* **Your instructions**:
Your output must be a faithful copy of the listing underneath.

* **Records provided**:
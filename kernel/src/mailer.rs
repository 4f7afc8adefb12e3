use async_trait::async_trait;
use shared::error::AppResult;

use crate::model::registration::Registration;

/// Outbound notifications about registrations.
///
/// Callers treat delivery as best-effort: an `Err` is logged, never surfaced
/// to the HTTP client.
#[async_trait]
pub trait Mailer: Send + Sync {
    async fn registration_received(&self, registration: &Registration) -> AppResult<()>;
    async fn registration_confirmed(&self, registration: &Registration) -> AppResult<()>;
}
use axum::{extract::State, http::StatusCode, Json};
use axum_extra::extract::cookie::{Cookie, CookieJar, SameSite};
use garde::Validate;
use registry::AppRegistry;
use shared::{
    config::AuthConfig,
    error::{AppError, AppResult},
};

use crate::{
    extractor::{access_token_from, AuthorizedUser, JsonBody, AUTH_COOKIE_NAME},
    model::{
        auth::{LoginRequest, LogoutResponse, SessionResponse},
        user::{CreateUserRequest, UserResponse},
    },
};

pub async fn login(
    State(registry): State<AppRegistry>,
    jar: CookieJar,
    JsonBody(req): JsonBody<LoginRequest>,
) -> AppResult<(CookieJar, Json<SessionResponse>)> {
    req.validate(&())?;

    let user_id = registry
        .auth_repository()
        .verify_user(&req.email, &req.password)
        .await?;
    let session = registry.auth_repository().create_session(user_id).await?;
    let user = registry
        .user_repository()
        .find_current_user(user_id)
        .await?
        .ok_or(AppError::InvalidCredentials)?;

    tracing::info!(%user_id, role = %user.role, "user logged in");
    let cookie = session_cookie(session.token.0, &registry.auth_config());
    Ok((
        jar.add(cookie),
        Json(SessionResponse {
            authenticated: true,
            user: user.into(),
        }),
    ))
}

pub async fn session(user: AuthorizedUser) -> Json<SessionResponse> {
    Json(SessionResponse {
        authenticated: true,
        user: user.user.into(),
    })
}

// セッションの無効化に失敗してもクライアント側はログアウト状態にする
pub async fn logout(
    State(registry): State<AppRegistry>,
    jar: CookieJar,
) -> (CookieJar, Json<LogoutResponse>) {
    if let Some(token) = access_token_from(&jar) {
        if let Err(e) = registry.auth_repository().invalidate_session(&token).await {
            tracing::warn!(error.message = %e, "failed to invalidate session on logout");
        }
    }

    // リクエストに Cookie が無くても削除用の Cookie を必ず返す
    let mut removal = session_cookie(String::new(), &registry.auth_config());
    removal.make_removal();
    (jar.add(removal), Json(LogoutResponse { success: true }))
}

pub async fn register(
    State(registry): State<AppRegistry>,
    JsonBody(req): JsonBody<CreateUserRequest>,
) -> AppResult<(StatusCode, Json<UserResponse>)> {
    req.validate(&())?;

    let user = registry.user_repository().create(req.into()).await?;
    Ok((StatusCode::CREATED, Json(user.into())))
}

fn session_cookie(token: String, config: &AuthConfig) -> Cookie<'static> {
    let max_age = i64::try_from(config.ttl).unwrap_or(i64::MAX);
    Cookie::build((AUTH_COOKIE_NAME, token))
        .http_only(true)
        .path("/")
        .secure(config.secure_cookie)
        .same_site(SameSite::Lax)
        .max_age(time::Duration::seconds(max_age))
        .build()
}
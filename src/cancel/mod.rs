//! # Cancellation plumbing.
//!
//! - [`Cancellable`] releases one resource exactly once (on `cancel()` or drop);
//! - [`CancellableSet`] aggregates many; cancelling the set cancels every member;
//! - [`CancellableSlot`] holds at most one and never loses an early cancel.
//!
//! Tokens come from [`tokio_util::sync::CancellationToken`], Tokio abort handles
//! or plain closures, so a task body can hand back whatever its background work uses.

mod cancellable;
mod set;
mod slot;

pub use cancellable::Cancellable;
pub use set::CancellableSet;
pub use slot::CancellableSlot;
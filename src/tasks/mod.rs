//! # Tasks: observable, cancelable state machines.
//!
//! This module provides the task-related types:
//! - [`Task`] - typed status surface (status, subscribe, start)
//! - [`OpaqueTask`] / [`TaskRef`] - payload-free handle used by pipelines
//! - [`MutableTask`] - task driven by its body or any handle holder
//! - [`ParametrizedTask`] - `MutableTask` with an input parameter slot
//! - [`StatusStream`] - per-subscriber stream replaying the current status
//!
//! ## Architecture
//! ```text
//! MutableTask ──owns──► StatusMachine ──broadcast──► StatusStream (per subscriber)
//!      │                     │
//!      │ body(task)          └──track (weak link)──► Pipeline
//!      ▼
//!  Cancellable ──► CancellableSlot (released on terminal)
//! ```

mod machine;
mod mutable;
mod name;
mod opaque;
mod parametrized;
mod resolver;
mod stream;
mod task;

pub use mutable::{Body, MutableTask};
pub use name::{TaskId, TaskName};
pub use opaque::{DescriptionStream, OpaqueTask, OpaqueTaskExt, TaskRef, downcast};
pub use parametrized::ParametrizedTask;
pub use resolver::Resolver;
pub use stream::StatusStream;
pub use task::Task;

pub(crate) use machine::HandleFn;
pub(crate) use opaque::spawn_watcher;
//! # Task status model.
//!
//! - [`Status`] full status of a task, carrying its success/error payloads;
//! - [`StatusDescription`] payload-free projection used for type-erased handles;
//! - [`StatusMatch`] coarse comparison against an optional description;
//! - [`Progress`] structured progress payload.
//!
//! ## State graph
//! ```text
//! Idle ──► Started ──► Progress* ──┬──► Success
//!   │                              ├──► Error
//!   │                              └──► Canceled
//!   └──────────────────────────────────► Canceled
//! ```
//! Terminal statuses (`Success`, `Error`, `Canceled`) are absorbing.

mod description;
mod progress;
mod state;

pub use description::{StatusDescription, StatusMatch};
pub use progress::Progress;
pub use state::Status;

* **Response to the task**:
filename kernel/src/mailer.rs
repository 4f7afc8adefb12e3
use async_trait::async_trait;
use shared::error::AppResult;

use crate::model::registration::Registration;

/// Outbound notifications about registrations.
///
/// Callers treat delivery as best-effort: an `Err` is logged, never surfaced
/// to the HTTP client.
#[async_trait]
pub trait Mailer: Send + Sync {
    async fn registration_received(&self, registration: &Registration) -> AppResult<()>;
    async fn registration_confirmed(&self, registration: &Registration) -> AppResult<()>;
}
use axum::{extract::State, http::StatusCode, Json};
use axum_extra::extract::cookie::{Cookie, CookieJar, SameSite};
use garde::Validate;
use registry::AppRegistry;
use shared::{
    config::AuthConfig,
    error::{AppError, AppResult},
};

use crate::{
    extractor::{access_token_from, AuthorizedUser, JsonBody, AUTH_COOKIE_NAME},
    model::{
        auth::{LoginRequest, LogoutResponse, SessionResponse},
        user::{CreateUserRequest, UserResponse},
    },
};

pub async fn login(
    State(registry): State<AppRegistry>,
    jar: CookieJar,
    JsonBody(req): JsonBody<LoginRequest>,
) -> AppResult<(CookieJar, Json<SessionResponse>)> {
    req.validate(&())?;

    let user_id = registry
        .auth_repository()
        .verify_user(&req.email, &req.password)
        .await?;
    let session = registry.auth_repository().create_session(user_id).await?;
    let user = registry
        .user_repository()
        .find_current_user(user_id)
        .await?
        .ok_or(AppError::InvalidCredentials)?;

    tracing::info!(%user_id, role = %user.role, "user logged in");
    let cookie = session_cookie(session.token.0, &registry.auth_config());
    Ok((
        jar.add(cookie),
        Json(SessionResponse {
            authenticated: true,
            user: user.into(),
        }),
    ))
}

pub async fn session(user: AuthorizedUser) -> Json<SessionResponse> {
    Json(SessionResponse {
        authenticated: true,
        user: user.user.into(),
    })
}

// セッションの無効化に失敗してもクライアント側はログアウト状態にする
pub async fn logout(
    State(registry): State<AppRegistry>,
    jar: CookieJar,
) -> (CookieJar, Json<LogoutResponse>) {
    if let Some(token) = access_token_from(&jar) {
        if let Err(e) = registry.auth_repository().invalidate_session(&token).await {
            tracing::warn!(error.message = %e, "failed to invalidate session on logout");
        }
    }

    // リクエストに Cookie が無くても削除用の Cookie を必ず返す
    let mut removal = session_cookie(String::new(), &registry.auth_config());
    removal.make_removal();
    (jar.add(removal), Json(LogoutResponse { success: true }))
}

pub async fn register(
    State(registry): State<AppRegistry>,
    JsonBody(req): JsonBody<CreateUserRequest>,
) -> AppResult<(StatusCode, Json<UserResponse>)> {
    req.validate(&())?;

    let user = registry.user_repository().create(req.into()).await?;
    Ok((StatusCode::CREATED, Json(user.into())))
}

fn session_cookie(token: String, config: &AuthConfig) -> Cookie<'static> {
    let max_age = i64::try_from(config.ttl).unwrap_or(i64::MAX);
    Cookie::build((AUTH_COOKIE_NAME, token))
        .http_only(true)
        .path("/")
        .secure(config.secure_cookie)
        .same_site(SameSite::Lax)
        .max_age(time::Duration::seconds(max_age))
        .build()
}
filename src/cancel/mod.rs
//! # Cancellation plumbing.
//!
//! - [`Cancellable`] releases one resource exactly once (on `cancel()` or drop);
//! - [`CancellableSet`] aggregates many; cancelling the set cancels every member;
//! - [`CancellableSlot`] holds at most one and never loses an early cancel.
//!
//! Tokens come from [`tokio_util::sync::CancellationToken`], Tokio abort handles
//! or plain closures, so a task body can hand back whatever its background work uses.

mod cancellable;
mod set;
mod slot;

pub use cancellable::Cancellable;
pub use set::CancellableSet;
pub use slot::CancellableSlot;
filename src/tasks/mod.rs
//! # Tasks: observable, cancelable state machines.
//!
//! This module provides the task-related types:
//! - [`Task`] - typed status surface (status, subscribe, start)
//! - [`OpaqueTask`] / [`TaskRef`] - payload-free handle used by pipelines
//! - [`MutableTask`] - task driven by its body or any handle holder
//! - [`ParametrizedTask`] - `MutableTask` with an input parameter slot
//! - [`StatusStream`] - per-subscriber stream replaying the current status
//!
//! ## Architecture
//! ```text
//! MutableTask ──owns──► StatusMachine ──broadcast──► StatusStream (per subscriber)
//!      │                     │
//!      │ body(task)          └──track (weak link)──► Pipeline
//!      ▼
//!  Cancellable ──► CancellableSlot (released on terminal)
//! ```

mod machine;
mod mutable;
mod name;
mod opaque;
mod parametrized;
mod resolver;
mod stream;
mod task;

pub use mutable::{Body, MutableTask};
pub use name::{TaskId, TaskName};
pub use opaque::{DescriptionStream, OpaqueTask, OpaqueTaskExt, TaskRef, downcast};
pub use parametrized::ParametrizedTask;
pub use resolver::Resolver;
pub use stream::StatusStream;
pub use task::Task;

pub(crate) use machine::HandleFn;
pub(crate) use opaque::spawn_watcher;
//! # Task status model.
//!
//! - [`Status`] full status of a task, carrying its success/error payloads;
//! - [`StatusDescription`] payload-free projection used for type-erased handles;
//! - [`StatusMatch`] coarse comparison against an optional description;
//! - [`Progress`] structured progress payload.
//!
//! ## State graph
//! ```text
//! Idle ──► Started ──► Progress* ──┬──► Success
//!   │                              ├──► Error
//!   │                              └──► Canceled
//!   └──────────────────────────────────► Canceled
//! ```
//! Terminal statuses (`Success`, `Error`, `Canceled`) are absorbing.

mod description;
mod progress;
mod state;

pub use description::{StatusDescription, StatusMatch};
pub use progress::Progress;
pub use state::Status;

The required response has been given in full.